Two or three weeks after his death I was arrested for my activities
with the student movement. While I was in the interrogation center,
the MIS officer asked me whether I knew about U Maung Ko's death
in the interrogation centre. Then, he threatened that I must tell
the truth if I did not want to end up just like ko.
Worst of all, the junta had a major crackdown on the monks in October
1990. Many senior monks (Sayadaws) were arrested and given ten years
imprisonment for their involvement in Thepaikmauk Kan Saung Pwe.
This was a monk's protest, in which all monks unanimously refused
to receive alms from the military because of its mistreatment of
monks. The junta accused the Sayadaws of being communists. The junta
initially labelled everybody who participated in politics a communist,
neo-colonialist and terrorist by the junta. The junta later re-labelled
them as CIA agents rather then communists or terrorists.

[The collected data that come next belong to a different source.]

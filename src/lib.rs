// Rental Client - request pipeline for the rental management backend

pub mod auth;
pub mod cancel;
pub mod config;
pub mod error;
pub mod http_client;
pub mod retry;
pub mod storage;
pub mod utils;
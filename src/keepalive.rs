//! TCP keepalive tuning for accepted connections.
//!
//! Keepalive is switched on and given its idle period through socket2, then
//! the probe count and probe interval are set directly on the descriptor.
//! Every step is best-effort: a failed option is logged and the connection
//! is used anyway.

use socket2::{SockRef, TcpKeepalive};
use std::io;
use std::os::fd::{AsFd, AsRawFd, RawFd};
use std::time::Duration;
use tracing::{debug, error};

/// Keepalive settings applied once, right after a connection is established.
#[derive(Debug, Clone, Copy, PartialEq, Eq)]
pub struct KeepaliveParameters {
    pub enabled: bool,
    /// Idle time before the first probe.
    pub period: Duration,
    /// Unanswered probes before the peer is declared dead.
    pub probe_count: u32,
    /// Seconds between probes.
    pub probe_interval: u32,
}

impl Default for KeepaliveParameters {
    fn default() -> Self {
        Self {
            enabled: true,
            period: Duration::from_secs(30),
            probe_count: 3,
            probe_interval: 3,
        }
    }
}

/// Apply `params` to the socket behind `stream`. Never fails.
pub fn configure<S: AsFd>(stream: &S, params: &KeepaliveParameters) {
    let socket = SockRef::from(stream);

    if !params.enabled {
        if let Err(e) = socket.set_keepalive(false) {
            error!(error = %e, "on disabling keepalive");
        }
        return;
    }

    let keepalive = TcpKeepalive::new().with_time(params.period);
    if let Err(e) = socket.set_tcp_keepalive(&keepalive) {
        error!(error = %e, "on enabling keepalive");
    }

    let fd = stream.as_fd().as_raw_fd();

    if let Err(e) = set_tcp_option(fd, libc::TCP_KEEPCNT, params.probe_count) {
        error!(error = %e, "on setting keepalive probe count");
    }

    if let Err(e) = set_tcp_option(fd, libc::TCP_KEEPINTVL, params.probe_interval) {
        error!(error = %e, "on setting keepalive retry interval");
    }

    debug!(
        period_secs = params.period.as_secs(),
        probe_count = params.probe_count,
        probe_interval = params.probe_interval,
        "Keepalive configured"
    );
}

/// Set an integer `IPPROTO_TCP` level option on a raw socket.
fn set_tcp_option(fd: RawFd, option: libc::c_int, value: u32) -> io::Result<()> {
    let value = libc::c_int::try_from(value)
        .map_err(|_| io::Error::new(io::ErrorKind::InvalidInput, "option value out of range"))?;

    // SAFETY: `fd` is borrowed from a live socket for the duration of the
    // call and `value` outlives it.
    let ret = unsafe {
        libc::setsockopt(
            fd,
            libc::IPPROTO_TCP,
            option,
            &value as *const libc::c_int as *const libc::c_void,
            std::mem::size_of::<libc::c_int>() as libc::socklen_t,
        )
    };

    if ret == -1 {
        Err(io::Error::last_os_error())
    } else {
        Ok(())
    }
}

In prison, the best time for political prisoners was after announcement
of the election result, between the end of May and beginning of
July 1990. This was because the prison authorities believed that
the SLORC would abide by their promise and respect the election
result.
Just after the election, the chief warden told the political prisoners
that they would be released soon because the NLD had won the election.

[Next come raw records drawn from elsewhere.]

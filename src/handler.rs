//! Per-connection handler for the server role.
//!
//! Reads request lines and schedules one delayed `PONG` per line. Replies
//! are independent tasks: the read loop never waits for them, several can be
//! in flight against the same connection, and they may complete in any
//! order if their waits differ.

use crate::keepalive::{self, KeepaliveParameters};
use crate::protocol::{LineReader, REPLY};
use std::net::SocketAddr;
use std::sync::atomic::{AtomicUsize, Ordering};
use std::sync::Arc;
use std::time::Duration;
use tokio::io::{AsyncRead, AsyncWrite, AsyncWriteExt};
use tokio::net::TcpStream;
use tokio::sync::Mutex;
use tokio::task::JoinHandle;
use tokio::time::Instant;
use tracing::{error, info, warn, Instrument};

/// Fire-time cap for waits too large to add to the clock.
const FAR_FUTURE: Duration = Duration::from_secs(86400 * 365 * 30);

/// Write side of a connection, shared by every reply scheduled on it.
pub type SharedWriter<W> = Arc<Mutex<W>>;

/// A reply waiting for its fire time.
pub struct PendingReply<W> {
    writer: SharedWriter<W>,
    fire_at: Instant,
    pending: Arc<AtomicUsize>,
}

impl<W> PendingReply<W>
where
    W: AsyncWrite + Unpin + Send + 'static,
{
    /// Create a reply due `wait` from now.
    pub fn new(writer: SharedWriter<W>, wait: Duration, pending: Arc<AtomicUsize>) -> Self {
        pending.fetch_add(1, Ordering::Relaxed);
        let now = Instant::now();
        Self {
            writer,
            fire_at: now.checked_add(wait).unwrap_or(now + FAR_FUTURE),
            pending,
        }
    }

    /// Spawn the reply. The returned handle may be dropped; nothing needs to
    /// await it.
    pub fn schedule(self) -> JoinHandle<()> {
        tokio::spawn(self.fire().in_current_span())
    }

    async fn fire(self) {
        tokio::time::sleep_until(self.fire_at).await;
        info!("Sending scheduled reply now");

        let result = {
            let mut writer = self.writer.lock().await;
            writer.write_all(REPLY).await
        };

        let remaining = self.pending.fetch_sub(1, Ordering::Relaxed) - 1;
        if let Err(e) = result {
            warn!(error = %e, pending = remaining, "Scheduled reply could not be written");
        }
    }
}

/// Serve one accepted connection until its first read error.
pub async fn handle_connection(
    stream: TcpStream,
    peer: SocketAddr,
    wait: Duration,
    params: KeepaliveParameters,
) {
    keepalive::configure(&stream, &params);

    let (reader, writer) = stream.into_split();
    serve_lines(reader, Arc::new(Mutex::new(writer)), wait)
        .instrument(tracing::info_span!("conn", peer = %peer))
        .await;
}

/// Read loop shared by real sockets and tests.
///
/// The read half is dropped on return; the write half is released once the
/// last pending reply holding it has fired.
pub async fn serve_lines<R, W>(reader: R, writer: SharedWriter<W>, wait: Duration)
where
    R: AsyncRead + Unpin,
    W: AsyncWrite + Unpin + Send + 'static,
{
    info!("Serving connection");

    let mut lines = LineReader::new(reader);
    let pending = Arc::new(AtomicUsize::new(0));

    loop {
        let received = match lines.read_line().await {
            Ok(line) => line,
            Err(e) => {
                error!(
                    error = %e,
                    pending = pending.load(Ordering::Relaxed),
                    "Error during reading from socket"
                );
                return;
            }
        };
        info!(received, "Received");

        PendingReply::new(Arc::clone(&writer), wait, Arc::clone(&pending)).schedule();
        info!(
            wait_secs = wait.as_secs(),
            pending = pending.load(Ordering::Relaxed),
            "Scheduled reply"
        );
    }
}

He asked them to tell the prison authorities of everything that
they needed. He said it was the duty of the prison to take care
of them. "It is the MIS, not us, who sent you here. There is
no problem between you and us."
After receiving Order1/90 by the SLORC, the prison authorities
understood what the real situation was, and that the junta would
not be relinquishing power.
On 18 September 1990, a prison hunger strike occurred, lead by
the political prisoners, who demanded that, the junta respect the
election result and transfer power to the winning party. In prison,
it is known as Black September. Many political prisoners were rudely
beaten and injured. Many were unconscious. Since then, the situation
of political prisoner within the prison has been lower than that
of criminals.
Prior to Black September, the political prisoners were able to
communicate with prison authorities, for example to seek medicine,
blankets or clothing. Since Black Septembers, who have the discretion
to ignore their needs.
After Black September occurred, the chief warden said to the prisoners
that there were no political prisoners in the prison. All inmates
were criminals, and all were to be treated the same under the prison
manual rules. Nobody had the right to make requests of the prison
authorities, for medicine, blankets or anything else.
Since November 1990 the prisons have become the parliament, universities
and monasteries, as they have filled with MPs, students and monks.

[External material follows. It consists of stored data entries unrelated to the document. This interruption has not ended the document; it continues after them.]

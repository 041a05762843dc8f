//! TCP client role.
//!
//! One session owns one connection and loops sending `PING` and waiting,
//! with no read timeout, for the delayed `PONG`. The first I/O error ends
//! the session; there is no reconnect.

use crate::protocol::{LineReader, REQUEST};
use std::io;
use tokio::io::AsyncWriteExt;
use tokio::net::tcp::{OwnedReadHalf, OwnedWriteHalf};
use tokio::net::TcpStream;
use tracing::{error, info};

/// A connected client and its send/receive cycle.
pub struct ClientSession {
    lines: LineReader<OwnedReadHalf>,
    writer: OwnedWriteHalf,
    replies: u64,
}

impl ClientSession {
    pub async fn connect(addr: &str) -> io::Result<Self> {
        let stream = TcpStream::connect(addr).await?;
        let (reader, writer) = stream.into_split();

        Ok(Self {
            lines: LineReader::new(reader),
            writer,
            replies: 0,
        })
    }

    /// Send one request and block until its reply line arrives.
    pub async fn round_trip(&mut self) -> io::Result<String> {
        info!("Sending PING to server");
        self.writer.write_all(REQUEST).await?;

        let reply = self.lines.read_line().await?.to_string();
        self.replies += 1;
        info!(reply = %reply, "Received from server");

        Ok(reply)
    }

    /// Replies received so far.
    pub fn replies(&self) -> u64 {
        self.replies
    }
}

/// Connect to `addr` and exchange requests until the first I/O error.
///
/// Errors are logged, not returned. Returns the number of replies received.
pub async fn run(addr: &str) -> u64 {
    info!(addr, "Connecting to server");

    let mut session = match ClientSession::connect(addr).await {
        Ok(session) => session,
        Err(e) => {
            error!(error = %e, "on connecting to server");
            return 0;
        }
    };

    loop {
        if let Err(e) = session.round_trip().await {
            error!(error = %e, replies = session.replies(), "on exchanging with server");
            return session.replies();
        }
    }
}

According to the prison law, every new political prisoner must
be asked why they were arrested, what their charges are and which
organizations they belong to. Most of the elected MPs replied to
the authorities, "We, the NLD, were arrested because we won
the election, that's all."
When the prison authorities reported these answers to the MIS,
the angry MIS officers came and met with the MPs in prison. The
officers threatened "You were arrested not because the NLD
won the election but because you have committed high treason. According
to the law, we have the right to punish you with the death penalty."
Some MPs retorted, "Since 1962 all Burmese people have been
punished with a type of death penalty. We have had our potential
destroyed. We don't care about your threats." The MIS held
a grudge against those MPs, who refused to say what the MIS wanted
to hear.
In January 1991, U Tin Maung Win (the NLD MPs of Kayan Township,
Rangoon) died in prison. He was refused proper medical treatment.
Why?
At that time, every political prisoner near U Tin Maung Win knew
what the chief warder said to win. He said, "If you sign a
confession that you really committed high treason and resign from
the NLD, you will be sent to Rangoon General Hospital and may be
released from prison soon."
Win replied, "I was arrested because I am an NLD MP. Does
this mean high treason? Only resigning from being an NLD MP means
high treason, because I was elected by the people."